Exercise requirements: All lines with the word "reason" in the material below are required.

------

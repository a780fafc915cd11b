//! CyberDash LLM - Chat Provider Layer
//!
//! Provider-agnostic trait for multi-turn chat completion, a registry that
//! holds the configured provider, and a deterministic mock for tests.
//! Concrete hosted providers live under [`providers`].

pub mod providers;

pub use providers::{GeminiChatProvider, GeminiClient};

use async_trait::async_trait;
use cyberdash_core::{ChatTurn, WireRole};
use std::sync::{Arc, Mutex};
use thiserror::Error;

// ============================================================================
// ERRORS
// ============================================================================

/// Errors from chat providers.
#[derive(Debug, Clone, Error, PartialEq, Eq)]
pub enum LlmError {
    #[error("Chat provider not configured")]
    ProviderNotConfigured,

    #[error("{provider} request failed ({status}): {message}")]
    RequestFailed {
        provider: String,
        status: u16,
        message: String,
    },

    #[error("Invalid response from {provider}: {reason}")]
    InvalidResponse { provider: String, reason: String },

    #[error("{provider} request timed out")]
    Timeout { provider: String },
}

impl LlmError {
    /// Human-facing description without the provider prefix.
    pub fn message(&self) -> String {
        match self {
            LlmError::ProviderNotConfigured => "Chat provider not configured".to_string(),
            LlmError::RequestFailed { message, .. } => message.clone(),
            LlmError::InvalidResponse { reason, .. } => reason.clone(),
            LlmError::Timeout { .. } => "Request timed out".to_string(),
        }
    }

    /// Upstream HTTP status, when the provider answered with one.
    pub fn upstream_status(&self) -> Option<u16> {
        match self {
            LlmError::RequestFailed { status, .. } if *status != 0 => Some(*status),
            _ => None,
        }
    }
}

/// Result type alias for provider operations.
pub type LlmResult<T> = Result<T, LlmError>;

// ============================================================================
// CHAT PROVIDER TRAIT
// ============================================================================

/// Multi-turn chat completion.
///
/// `turns` is the whole conversation so far, oldest first, ending with the
/// user turn to answer. Implementations make a single attempt.
#[async_trait]
pub trait ChatProvider: Send + Sync {
    /// Produce the model's reply text.
    async fn complete(&self, turns: &[ChatTurn]) -> LlmResult<String>;

    /// Model identifier for logging.
    fn model_id(&self) -> &str;
}

// ============================================================================
// PROVIDER REGISTRY
// ============================================================================

/// Holds the configured chat provider.
/// Providers must be explicitly registered - no auto-discovery.
#[derive(Clone, Default)]
pub struct ProviderRegistry {
    chat: Option<Arc<dyn ChatProvider>>,
}

impl ProviderRegistry {
    pub fn new() -> Self {
        Self { chat: None }
    }

    /// Register a chat provider, replacing any previous one.
    pub fn register_chat(&mut self, provider: Arc<dyn ChatProvider>) {
        self.chat = Some(provider);
    }

    /// Get the registered chat provider.
    ///
    /// # Returns
    /// * `Err(LlmError::ProviderNotConfigured)` - If no provider registered
    pub fn chat(&self) -> LlmResult<Arc<dyn ChatProvider>> {
        self.chat.clone().ok_or(LlmError::ProviderNotConfigured)
    }

    pub fn has_chat(&self) -> bool {
        self.chat.is_some()
    }

    pub fn clear_chat(&mut self) {
        self.chat = None;
    }
}

impl std::fmt::Debug for ProviderRegistry {
    fn fmt(&self, f: &mut std::fmt::Formatter<'_>) -> std::fmt::Result {
        f.debug_struct("ProviderRegistry")
            .field("chat", &self.chat.as_ref().map(|p| p.model_id().to_string()))
            .finish()
    }
}

// ============================================================================
// MOCK PROVIDER FOR TESTING
// ============================================================================

#[derive(Debug, Clone)]
enum MockBehavior {
    Echo { prefix: String },
    Fixed(String),
    Fail(LlmError),
}

/// Mock chat provider for testing.
/// Replies deterministically and records every conversation it receives.
#[derive(Debug, Clone)]
pub struct MockChatProvider {
    behavior: MockBehavior,
    calls: Arc<Mutex<Vec<Vec<ChatTurn>>>>,
}

impl MockChatProvider {
    /// Echo the last user turn back with an `Echo: ` prefix.
    pub fn echo() -> Self {
        Self::with_behavior(MockBehavior::Echo {
            prefix: "Echo: ".to_string(),
        })
    }

    /// Always reply with the same text.
    pub fn fixed(reply: impl Into<String>) -> Self {
        Self::with_behavior(MockBehavior::Fixed(reply.into()))
    }

    /// Always fail with the given error.
    pub fn failing(error: LlmError) -> Self {
        Self::with_behavior(MockBehavior::Fail(error))
    }

    fn with_behavior(behavior: MockBehavior) -> Self {
        Self {
            behavior,
            calls: Arc::new(Mutex::new(Vec::new())),
        }
    }

    /// Conversations received so far, in call order.
    pub fn calls(&self) -> Vec<Vec<ChatTurn>> {
        self.calls.lock().map(|c| c.clone()).unwrap_or_default()
    }

    pub fn call_count(&self) -> usize {
        self.calls.lock().map(|c| c.len()).unwrap_or(0)
    }
}

impl Default for MockChatProvider {
    fn default() -> Self {
        Self::echo()
    }
}

#[async_trait]
impl ChatProvider for MockChatProvider {
    async fn complete(&self, turns: &[ChatTurn]) -> LlmResult<String> {
        if let Ok(mut calls) = self.calls.lock() {
            calls.push(turns.to_vec());
        }
        match &self.behavior {
            MockBehavior::Echo { prefix } => {
                let last = turns
                    .iter()
                    .rev()
                    .find(|t| t.role == WireRole::User)
                    .map(|t| t.content.as_str())
                    .unwrap_or_default();
                Ok(format!("{}{}", prefix, last))
            }
            MockBehavior::Fixed(reply) => Ok(reply.clone()),
            MockBehavior::Fail(error) => Err(error.clone()),
        }
    }

    fn model_id(&self) -> &str {
        "mock-chat"
    }
}

// ============================================================================
// UNIT TESTS
// ============================================================================


// ============================================================================
// PROPERTY-BASED TESTS
// ============================================================================

#[cfg(test)]
mod prop_tests {
    use super::*;
    use proptest::prelude::*;

    proptest! {
        #![proptest_config(ProptestConfig::with_cases(100))]

        /// An empty registry SHALL always report ProviderNotConfigured
        #[test]
        fn prop_registry_returns_error_when_not_configured(_seed in 0u64..1000u64) {
            let registry = ProviderRegistry::new();
            prop_assert!(matches!(registry.chat(), Err(LlmError::ProviderNotConfigured)));
        }

        /// The fixed mock SHALL return its reply regardless of conversation
        #[test]
        fn prop_fixed_mock_ignores_input(
            reply in "[a-zA-Z ]{0,40}",
            turns in prop::collection::vec("[a-z]{1,10}", 1..6),
        ) {
            let provider = MockChatProvider::fixed(reply.clone());
            let turns: Vec<ChatTurn> = turns.into_iter().map(ChatTurn::user).collect();
            let rt = tokio::runtime::Builder::new_current_thread().build().unwrap();
            let got = rt.block_on(provider.complete(&turns)).unwrap();
            prop_assert_eq!(got, reply);
        }
    }
}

------

Expected answer:
    #[error("Invalid response from {provider}: {reason}")]
    InvalidResponse { provider: String, reason: String },
            LlmError::InvalidResponse { reason, .. } => reason.clone(),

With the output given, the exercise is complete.